__Work to complete__. The answer must consist of every line from the data that holds the string "true".

Items from a data source:
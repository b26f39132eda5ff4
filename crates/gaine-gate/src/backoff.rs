//! Retry policy for throttled transcription calls
//!
//! Delay computation is a pure function of the attempt number; jitter is
//! added separately so the schedule can be tested without timers.

use crate::config::GateConfig;
use rand::Rng;
use std::time::Duration;

/// Exponential backoff with a cap and additive jitter
#[derive(Debug, Clone, Copy, PartialEq, Eq)]
pub struct Backoff {
    base: Duration,
    cap: Duration,
    max_jitter: Duration,
}

impl Backoff {
    /// Create a backoff schedule
    pub fn new(base: Duration, cap: Duration, max_jitter: Duration) -> Self {
        Self { base, cap, max_jitter }
    }

    /// Build the schedule from gate configuration
    pub fn from_config(config: &GateConfig) -> Self {
        Self::new(
            Duration::from_millis(config.backoff_base_ms),
            Duration::from_millis(config.backoff_cap_ms),
            Duration::from_millis(config.max_jitter_ms),
        )
    }

    /// `min(base * 2^attempt, cap)`, without jitter
    ///
    /// ```
    /// use gaine_gate::Backoff;
    /// use std::time::Duration;
    ///
    /// let backoff = Backoff::new(Duration::from_secs(1), Duration::from_secs(5), Duration::ZERO);
    /// assert_eq!(backoff.compute_delay(0), Duration::from_secs(1));
    /// assert_eq!(backoff.compute_delay(2), Duration::from_secs(4));
    /// assert_eq!(backoff.compute_delay(3), Duration::from_secs(5));
    /// ```
    pub fn compute_delay(&self, attempt: u32) -> Duration {
        let factor = 2u32.saturating_pow(attempt);
        self.base.saturating_mul(factor).min(self.cap)
    }

    /// A random jitter in `[0, max_jitter]`
    pub fn jitter(&self) -> Duration {
        let max_ms = self.max_jitter.as_millis() as u64;
        if max_ms == 0 {
            return Duration::ZERO;
        }
        Duration::from_millis(rand::thread_rng().gen_range(0..=max_ms))
    }

    /// Delay to wait before retry number `attempt` (0-based)
    pub fn delay_with_jitter(&self, attempt: u32) -> Duration {
        self.compute_delay(attempt) + self.jitter()
    }

    /// Upper bound on the jitter
    pub fn max_jitter(&self) -> Duration {
        self.max_jitter
    }
}

/// What to do after a throttled call
#[derive(Debug, Clone, Copy, PartialEq, Eq)]
pub enum RetryDecision {
    /// Wait, then try again; `attempt` is the 0-based retry index
    Retry {
        /// Retry index used to compute the delay
        attempt: u32,
    },

    /// Stop and report an empty transcript
    GiveUp,
}

/// Attempt counter with a terminal flag
///
/// ```
/// use gaine_gate::{RetryDecision, RetryState};
///
/// let mut state = RetryState::new(1);
/// assert_eq!(state.on_throttle(), RetryDecision::Retry { attempt: 0 });
/// assert_eq!(state.on_throttle(), RetryDecision::GiveUp);
/// assert!(state.is_terminal());
/// ```
#[derive(Debug, Clone, PartialEq, Eq)]
pub struct RetryState {
    retries_used: u32,
    max_retries: u32,
    terminal: bool,
}

impl RetryState {
    /// Fresh state allowing `max_retries` retries
    pub fn new(max_retries: u32) -> Self {
        Self {
            retries_used: 0,
            max_retries,
            terminal: false,
        }
    }

    /// Record a throttled call and decide whether to retry
    pub fn on_throttle(&mut self) -> RetryDecision {
        if self.terminal {
            return RetryDecision::GiveUp;
        }
        if self.retries_used < self.max_retries {
            let attempt = self.retries_used;
            self.retries_used += 1;
            RetryDecision::Retry { attempt }
        } else {
            self.terminal = true;
            RetryDecision::GiveUp
        }
    }

    /// Record a non-retryable failure
    pub fn on_failure(&mut self) {
        self.terminal = true;
    }

    /// Number of retries granted so far
    pub fn retries_used(&self) -> u32 {
        self.retries_used
    }

    /// Whether no further attempt will be made
    pub fn is_terminal(&self) -> bool {
        self.terminal
    }
}

#[cfg(test)]
mod tests {
    use super::*;

    fn backoff(base_ms: u64, cap_ms: u64, jitter_ms: u64) -> Backoff {
        Backoff::new(
            Duration::from_millis(base_ms),
            Duration::from_millis(cap_ms),
            Duration::from_millis(jitter_ms),
        )
    }

    #[test]
    fn test_delay_doubles_until_cap() {
        let b = backoff(1_000, 8_000, 0);
        let delays: Vec<u128> = (0..6).map(|a| b.compute_delay(a).as_millis()).collect();
        assert_eq!(delays, vec![1_000, 2_000, 4_000, 8_000, 8_000, 8_000]);
    }

    #[test]
    fn test_huge_attempt_does_not_overflow() {
        let b = backoff(1_000, 8_000, 0);
        assert_eq!(b.compute_delay(u32::MAX), Duration::from_millis(8_000));
    }

    #[test]
    fn test_jitter_bounds() {
        let b = backoff(100, 1_000, 50);
        for attempt in 0..20 {
            let delay = b.delay_with_jitter(attempt % 4);
            let floor = b.compute_delay(attempt % 4);
            assert!(delay >= floor && delay <= floor + Duration::from_millis(50));
        }
        assert_eq!(backoff(100, 1_000, 0).jitter(), Duration::ZERO);
    }

    #[test]
    fn test_retry_state_exhaustion() {
        let mut state = RetryState::new(3);
        assert_eq!(state.on_throttle(), RetryDecision::Retry { attempt: 0 });
        assert_eq!(state.on_throttle(), RetryDecision::Retry { attempt: 1 });
        assert_eq!(state.on_throttle(), RetryDecision::Retry { attempt: 2 });
        assert!(!state.is_terminal());
        assert_eq!(state.on_throttle(), RetryDecision::GiveUp);
        assert!(state.is_terminal());
        assert_eq!(state.retries_used(), 3);
        assert_eq!(state.on_throttle(), RetryDecision::GiveUp);
    }

    #[test]
    fn test_zero_retries() {
        let mut state = RetryState::new(0);
        assert_eq!(state.on_throttle(), RetryDecision::GiveUp);
    }

    #[test]
    fn test_failure_is_terminal() {
        let mut state = RetryState::new(5);
        state.on_failure();
        assert_eq!(state.on_throttle(), RetryDecision::GiveUp);
    }
}

#[cfg(test)]
mod proptests {
    use super::*;
    use proptest::prelude::*;

    proptest! {
        /// Property: delays never decrease and never exceed the cap
        #[test]
        fn test_monotonic_and_capped(base in 1u64..5_000, extra in 0u64..60_000, attempt in 0u32..40) {
            let b = Backoff::new(Duration::from_millis(base), Duration::from_millis(base + extra), Duration::ZERO);
            prop_assert!(b.compute_delay(attempt) <= b.compute_delay(attempt + 1));
            prop_assert!(b.compute_delay(attempt) <= Duration::from_millis(base + extra));
        }
    }
}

__Reply to the task__.
            self.terminal = true;
        self.terminal = true;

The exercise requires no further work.